### EXERCISE BRIEF
Keep only the lines from the top of the listing through the one with "every VALUES cell", and reproduce them unaltered.

### PROVIDED RECORDS
-=-=-=-=-

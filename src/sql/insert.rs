// Copyright Polysql, Inc. All rights reserved.
//
// Use of this software is governed by the Business Source License
// included in the LICENSE file at the root of this repository.
//
// As of the Change Date specified in that file, in accordance with
// the Business Source License, use of this software will be governed
// by the Apache License, Version 2.0.

use super::SQLBuilder;
use super::column::Column;
use super::dialect::{Dialect, DialectFamily, ReturningPlacement};
use super::expression_builder::ExpressionBuilder;

/// The columns or expression an insert should yield back from the inserted
/// rows.
#[derive(Debug, Clone, PartialEq)]
pub enum Returning {
    Columns(Vec<String>),
    Raw(String),
}

/// An insert operation, fully encoded: the column list and every VALUES cell
/// have already been decided by the encoder.
#[derive(Debug)]
pub struct Insert {
    /// The table to insert into.
    pub table_name: String,
    /// The columns to insert into such as `(age, name)`. May be empty, which
    /// selects the bare-insert form.
    pub columns: Vec<String>,
    /// One encoded tuple per value set, positionally aligned with `columns`.
    pub values_seq: Vec<Vec<Column>>,
    /// The columns to return, if any.
    pub returning: Option<Returning>,
}

impl ExpressionBuilder for Insert {
    /// Build the statement in the fixed shape
    /// `INSERT INTO <table>[(<columns>)] [OUTPUT <returning>]
    /// VALUES (<row>), (<row>), ... | DEFAULT VALUES [RETURNING <returning>]`.
    fn build(&self, dialect: &dyn Dialect, builder: &mut SQLBuilder) {
        builder.push_str("INSERT INTO ");
        builder.push_identifier(dialect, &self.table_name);

        if self.columns.is_empty() {
            // Bare insert: no column is being set. MySQL's grammar requires an
            // explicit empty column list and an empty row; everyone else
            // accepts DEFAULT VALUES.
            if dialect.family() == DialectFamily::MySql {
                builder.push_str(" () VALUES ()");
            } else {
                if let (Some(returning), ReturningPlacement::AfterColumns) =
                    (&self.returning, dialect.returning_placement())
                {
                    push_output(dialect, builder, returning);
                }
                builder.push_str(" DEFAULT VALUES");
            }
        } else {
            builder.push_str(" (");
            builder.push_iter(self.columns.iter(), ", ", |builder, column| {
                builder.push_identifier(dialect, column);
            });
            builder.push(')');

            if let (Some(returning), ReturningPlacement::AfterColumns) =
                (&self.returning, dialect.returning_placement())
            {
                push_output(dialect, builder, returning);
            }

            builder.push_str(" VALUES (");
            builder.push_iter(self.values_seq.iter(), "), (", |builder, values| {
                builder.push_iter(values.iter(), ", ", |builder, value| {
                    value.build(dialect, builder);
                });
            });
            builder.push(')');
        }

        if let (Some(returning), ReturningPlacement::AfterValues) =
            (&self.returning, dialect.returning_placement())
        {
            builder.push_str(" RETURNING ");
            push_returning(dialect, builder, returning, None);
        }
    }
}

fn push_output(dialect: &dyn Dialect, builder: &mut SQLBuilder, returning: &Returning) {
    builder.push_str(" OUTPUT ");
    // SQL Server addresses just-inserted rows through the INSERTED
    // pseudo-table
    push_returning(dialect, builder, returning, Some("INSERTED."));
}

fn push_returning(
    dialect: &dyn Dialect,
    builder: &mut SQLBuilder,
    returning: &Returning,
    column_prefix: Option<&str>,
) {
    match returning {
        Returning::Columns(columns) => {
            builder.push_iter(columns.iter(), ", ", |builder, column| {
                if let Some(prefix) = column_prefix {
                    builder.push_str(prefix);
                }
                builder.push_identifier(dialect, column);
            });
        }
        Returning::Raw(expression) => builder.push_str(expression),
    }
}
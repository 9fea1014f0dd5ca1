// Copyright Polysql, Inc. All rights reserved.
//
// Use of this software is governed by the Business Source License
// included in the LICENSE file at the root of this repository.
//
// As of the Change Date specified in that file, in accordance with
// the Business Source License, use of this software will be governed
// by the Apache License, Version 2.0.

use crate::asql::value::ValueSet;
use crate::database_error::DatabaseError;
use crate::sql::insert::{Insert, Returning};

use super::encoder::{EncodingContext, encode_row, select_columns};

/// Turn a resolved statement descriptor into a concrete [`Insert`].
///
/// The caller has already resolved the value sets (so at least one exists).
/// One tuple is emitted per value set, and every tuple's cell ordering
/// follows the selected column ordering.
pub(crate) fn to_insert(
    ctx: &EncodingContext,
    table_name: &str,
    explicit_columns: Option<&[String]>,
    value_sets: &[ValueSet],
    returning: Option<&Returning>,
) -> Result<Insert, DatabaseError> {
    let columns = select_columns(ctx.metadata, explicit_columns, value_sets)?;

    // Zero selected columns encode to nothing; the assembler falls through to
    // the bare-insert path
    let values_seq = if columns.is_empty() {
        vec![]
    } else {
        value_sets
            .iter()
            .enumerate()
            .map(|(row_index, row)| encode_row(ctx, &columns, row_index, row))
            .collect::<Result<Vec<_>, _>>()?
    };

    Ok(Insert {
        table_name: table_name.to_owned(),
        columns,
        values_seq,
        returning: returning.cloned(),
    })
}

#[cfg(test)]
mod tests {
    use super::*;
    use crate::asql::value::value_set;
    use crate::sql::ExpressionBuilder;
    use crate::sql::column::Column;
    use crate::sql::dialect::Postgres;
    use crate::transform::test_util::TestSetup;

    fn ctx(setup: &TestSetup) -> EncodingContext<'_> {
        EncodingContext {
            dialect: &Postgres,
            metadata: Some(&setup.articles),
            uuid_source: uuid::Uuid::nil,
        }
    }

    #[test]
    fn one_tuple_per_value_set() {
        TestSetup::with_setup(|setup| {
            let rows = vec![
                value_set([("title", "a".into())]),
                value_set([("title", "b".into())]),
                value_set([("title", "c".into())]),
            ];

            let insert = to_insert(
                &ctx(&setup),
                "articles",
                Some(&["title".to_owned()]),
                &rows,
                None,
            )
            .unwrap();

            assert_eq!(insert.values_seq.len(), rows.len());
            for tuple in &insert.values_seq {
                assert_eq!(tuple.len(), insert.columns.len());
            }
        });
    }

    #[test]
    fn parameter_names_are_unique_within_a_statement() {
        TestSetup::with_setup(|setup| {
            let rows = vec![
                value_set([("title", "a".into()), ("summary", "s".into())]),
                value_set([("title", "b".into()), ("summary", "t".into())]),
            ];

            let insert = to_insert(&ctx(&setup), "articles", None, &rows, None).unwrap();
            let (_, params) = insert.to_sql(&Postgres);

            let mut names: Vec<_> = params.iter().map(|(name, _)| name.clone()).collect();
            names.sort();
            names.dedup();
            assert_eq!(names.len(), params.len());
        });
    }

    #[test]
    fn tuples_follow_column_ordering_positionally() {
        TestSetup::with_setup(|setup| {
            let rows = vec![value_set([
                // Supplied out of metadata order on purpose
                ("summary", "s".into()),
                ("title", "a".into()),
            ])];

            let insert = to_insert(
                &ctx(&setup),
                "articles",
                Some(&["title".to_owned(), "summary".to_owned()]),
                &rows,
                None,
            )
            .unwrap();

            assert_eq!(insert.columns, vec!["title".to_owned(), "summary".to_owned()]);
            assert!(matches!(
                &insert.values_seq[0][0],
                Column::Param { name, .. } if name == "_inserted_0_title"
            ));
            assert!(matches!(
                &insert.values_seq[0][1],
                Column::Param { name, .. } if name == "_inserted_0_summary"
            ));
        });
    }
}
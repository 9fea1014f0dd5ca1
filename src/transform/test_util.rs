// Copyright Polysql, Inc. All rights reserved.
//
// Use of this software is governed by the Business Source License
// included in the LICENSE file at the root of this repository.
//
// As of the Change Date specified in that file, in accordance with
// the Business Source License, use of this software will be governed
// by the Apache License, Version 2.0.

#![cfg(test)]

use crate::sql::physical_column::{ColumnReference, GenerationStrategy, PhysicalColumn};
use crate::sql::physical_table::PhysicalTable;

pub struct TestSetup {
    pub articles: PhysicalTable,
    pub authors: PhysicalTable,
    pub documents: PhysicalTable,
}

pub fn increment_column(name: &str) -> PhysicalColumn {
    PhysicalColumn {
        generation: GenerationStrategy::Increment,
        ..PhysicalColumn::new(name)
    }
}

pub fn uuid_column(name: &str) -> PhysicalColumn {
    PhysicalColumn {
        generation: GenerationStrategy::Uuid,
        ..PhysicalColumn::new(name)
    }
}

pub fn version_column(name: &str) -> PhysicalColumn {
    PhysicalColumn {
        is_version: true,
        ..PhysicalColumn::new(name)
    }
}

pub fn defaulted_column(name: &str, default_value: &str) -> PhysicalColumn {
    PhysicalColumn {
        default_value: Some(default_value.to_owned()),
        ..PhysicalColumn::new(name)
    }
}

pub fn reference_column(name: &str, table: &str, column: &str) -> PhysicalColumn {
    PhysicalColumn {
        reference: Some(ColumnReference {
            table: table.to_owned(),
            column: column.to_owned(),
        }),
        ..PhysicalColumn::new(name)
    }
}

impl TestSetup {
    pub fn with_setup(test_fn: impl Fn(TestSetup)) {
        let articles = PhysicalTable::new(
            "articles",
            vec![
                increment_column("id"),
                PhysicalColumn::new("title"),
                PhysicalColumn::new("summary"),
                defaulted_column("status", "'draft'"),
                version_column("revision"),
                reference_column("author_id", "authors", "id"),
                PhysicalColumn::new("tags"),
            ],
        );

        let authors = PhysicalTable::new(
            "authors",
            vec![increment_column("id"), PhysicalColumn::new("name")],
        );

        let documents = PhysicalTable::new(
            "documents",
            vec![uuid_column("id"), PhysicalColumn::new("body")],
        );

        test_fn(TestSetup {
            articles,
            authors,
            documents,
        })
    }
}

-=-=-=-=-

### ANSWER
filename src/sql/insert.rs
// Copyright Polysql, Inc. All rights reserved.
//
// Use of this software is governed by the Business Source License
// included in the LICENSE file at the root of this repository.
//
// As of the Change Date specified in that file, in accordance with
// the Business Source License, use of this software will be governed
// by the Apache License, Version 2.0.

use super::SQLBuilder;
use super::column::Column;
use super::dialect::{Dialect, DialectFamily, ReturningPlacement};
use super::expression_builder::ExpressionBuilder;

/// The columns or expression an insert should yield back from the inserted
/// rows.
#[derive(Debug, Clone, PartialEq)]
pub enum Returning {
    Columns(Vec<String>),
    Raw(String),
}

/// An insert operation, fully encoded: the column list and every VALUES cell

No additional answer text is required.